El Tractatus es un libro escrito en forma de aforismos cuyo propósito es trazar los límites a lo que puede ser pensado, lo que puede ser expresado con claridad y exactitud. Estos límites vienen dados por el lenguaje. “Los límites de mi lenguaje significan los límites de mi mundo”. (Tractatus af. 5.6).

Por consiguiente, los grandes temas abordados por la tradición metafísica occidental -como cuál es el sentido de la vida, en qué consiste la naturaleza del sentimiento artístico, o cuál es el significado de la experiencia religiosa- son pseudoproblemas, interrogantes confusas que no pueden responderse pues carecen de sentido empírico; no tienen un método de verificación.

Esto no significa que carezcan de valor o de importancia. En una carta al editor Ludwig Von Ficker, Wittgenstein señala que el Tractatus consta de dos partes: la primera, expuesta en el texto, más “la importante”, no escrita y relacionada con el sentido del mundo.

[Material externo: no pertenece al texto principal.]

/// Application state and router builder
///
/// This module defines the shared application state and provides
/// a function to build the Axum router with all routes and middleware.
///
/// # Example
///
/// ```no_run
/// use std::sync::Arc;
/// use taskdesk_api::{app::{build_router, AppState}, config::Config};
/// use taskdesk_shared::store::MemoryStore;
///
/// # async fn example() -> anyhow::Result<()> {
/// let config = Config::from_env()?;
/// let state = AppState::new(Arc::new(MemoryStore::new()), config);
/// let app = build_router(state);
/// # Ok(())
/// # }
/// ```

use crate::{
    config::Config,
    error::ApiError,
    middleware::{
        error_detail::error_detail_layer,
        rate_limit::{admin_rate_limit_layer, rate_limit_layer, RateLimiter},
        security::SecurityHeadersLayer,
    },
    routes,
};
use axum::{
    extract::DefaultBodyLimit,
    http::{header, HeaderValue, Method},
    middleware::from_fn_with_state,
    routing::{get, post},
    Router,
};
use std::sync::Arc;
use taskdesk_shared::{
    auth::{jwt::TokenService, middleware::jwt_auth_middleware},
    services::accounts::AccountSettings,
    store::Store,
};
use tower_http::{
    cors::CorsLayer,
    trace::{DefaultMakeSpan, DefaultOnResponse, TraceLayer},
};
use tracing::Level;

/// Maximum accepted request body
pub const BODY_LIMIT_BYTES: usize = 10 * 1024 * 1024;

/// Shared application state
///
/// This is cloned for each request handler via Axum's `State` extractor.
/// Uses Arc internally for cheap cloning.
#[derive(Clone)]
pub struct AppState {
    /// Identity and task storage
    pub store: Arc<dyn Store>,

    /// Token issuing and verification
    pub tokens: Arc<TokenService>,

    pub accounts: Arc<AccountSettings>,

    /// Per-client request buckets
    pub limiter: RateLimiter,

    /// Application configuration
    pub config: Arc<Config>,
}

impl AppState {
    /// Creates new application state
    pub fn new(store: Arc<dyn Store>, config: Config) -> Self {
        // Config caps JWT_EXPIRE well inside chrono's range
        let ttl = chrono::Duration::from_std(config.jwt.expires_in).unwrap_or_else(|_| {
            tracing::warn!("JWT_EXPIRE out of range, using the default lifetime");
            TokenService::default_ttl()
        });

        Self {
            store,
            tokens: Arc::new(TokenService::with_ttl(&config.jwt.secret, ttl)),
            accounts: Arc::new(AccountSettings {
                admin_secret: config.auth.admin_secret.clone(),
            }),
            limiter: RateLimiter::new(&config.rate_limit),
            config: Arc::new(config),
        }
    }
}

/// Builds the complete Axum router with all routes and middleware
///
/// # Architecture
///
/// ```text
/// /
/// ├── /health                     # Health check (public)
/// └── /api/v1                     # API v1 (rate limited)
///     ├── GET /                   # Welcome
///     ├── /auth/
///     │   ├── POST /register
///     │   ├── POST /register-admin    (stricter rate limit)
///     │   ├── POST /login
///     │   └── GET  /me                (authenticated)
///     └── /tasks/                     (authenticated)
///         ├── POST   /
///         ├── GET    /
///         ├── GET    /:id
///         ├── PUT    /:id
///         └── DELETE /:id
/// ```
///
/// # Middleware Stack
///
/// Applied in order (outermost first):
/// 1. Security headers
/// 2. CORS (tower-http CorsLayer)
/// 3. Logging (tower-http TraceLayer)
/// 4. Body size limit
/// 5. Development error detail
/// 6. Rate limiting (`/api/v1` only)
/// 7. Authentication (per-route basis)
pub fn build_router(state: AppState) -> Router {
    let jwt = || from_fn_with_state(state.tokens.clone(), jwt_auth_middleware);

    let auth_routes = Router::new()
        .route("/register", post(routes::auth::register))
        .route(
            "/register-admin",
            post(routes::auth::register_admin)
                .route_layer(from_fn_with_state(state.clone(), admin_rate_limit_layer)),
        )
        .route("/login", post(routes::auth::login))
        .route("/me", get(routes::auth::me).route_layer(jwt()));

    let task_routes = Router::new()
        .route(
            "/",
            post(routes::tasks::create_task).get(routes::tasks::list_tasks),
        )
        .route(
            "/:id",
            get(routes::tasks::get_task)
                .put(routes::tasks::update_task)
                .delete(routes::tasks::delete_task),
        )
        .route_layer(jwt());

    let v1_routes = Router::new()
        .route("/", get(routes::health::api_info))
        .nest("/auth", auth_routes)
        .nest("/tasks", task_routes)
        .route_layer(from_fn_with_state(state.clone(), rate_limit_layer));

    let cors = cors_layer(&state.config.api.cors_origins);
    let environment = state.config.api.environment;
    let production = state.config.is_production();

    Router::new()
        .route("/health", get(routes::health::health_check))
        .nest("/api/v1", v1_routes)
        .fallback(route_not_found)
        .layer(from_fn_with_state(environment, error_detail_layer))
        .layer(DefaultBodyLimit::max(BODY_LIMIT_BYTES))
        .layer(
            TraceLayer::new_for_http()
                .make_span_with(DefaultMakeSpan::new().level(Level::INFO))
                .on_response(DefaultOnResponse::new().level(Level::INFO)),
        )
        .layer(cors)
        .layer(SecurityHeadersLayer::new(production))
        .with_state(state)
}

/// Configure CORS from the allowed origin list
fn cors_layer(cors_origins: &[String]) -> CorsLayer {
    if cors_origins.iter().any(|origin| origin == "*") {
        return CorsLayer::permissive();
    }

    let origins: Vec<HeaderValue> = cors_origins
        .iter()
        .filter_map(|origin| origin.parse().ok())
        .collect();

    CorsLayer::new()
        .allow_origin(origins)
        .allow_methods([
            Method::GET,
            Method::POST,
            Method::PUT,
            Method::DELETE,
            Method::OPTIONS,
        ])
        .allow_headers([header::AUTHORIZATION, header::CONTENT_TYPE])
        .allow_credentials(true)
        .max_age(std::time::Duration::from_secs(3600))
}

async fn route_not_found() -> ApiError {
    ApiError::NotFound("Route not found".to_string())
}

Parece una tomadura de pelo, pero no lo es. Wittgenstein se refiere a que su escrito constituye un ejercicio por mostrar cuales proposiciones tienen significado empírico y, por tanto, pueden decir algo sobre el mundo -el conjunto de las proposiciones de la ciencia natural-, pero no puede escribirse nada con sentido sobre los asuntos vitales de la experiencia humana, irreductibles a la ciencia.

Y en este ejercicio, Wittgenstein muestra un nuevo modo de filosofar. No se encargará ya la filosofía de esos asuntos vitales, no consistirá en un sistema de proposiciones sobre temas de los que no podemos hablar con sentido, sino que consistirá en una actividad clarificadora de nuestro lenguaje que muestra lo que puede ser dicho, delimitando lo expresable de lo absurdo.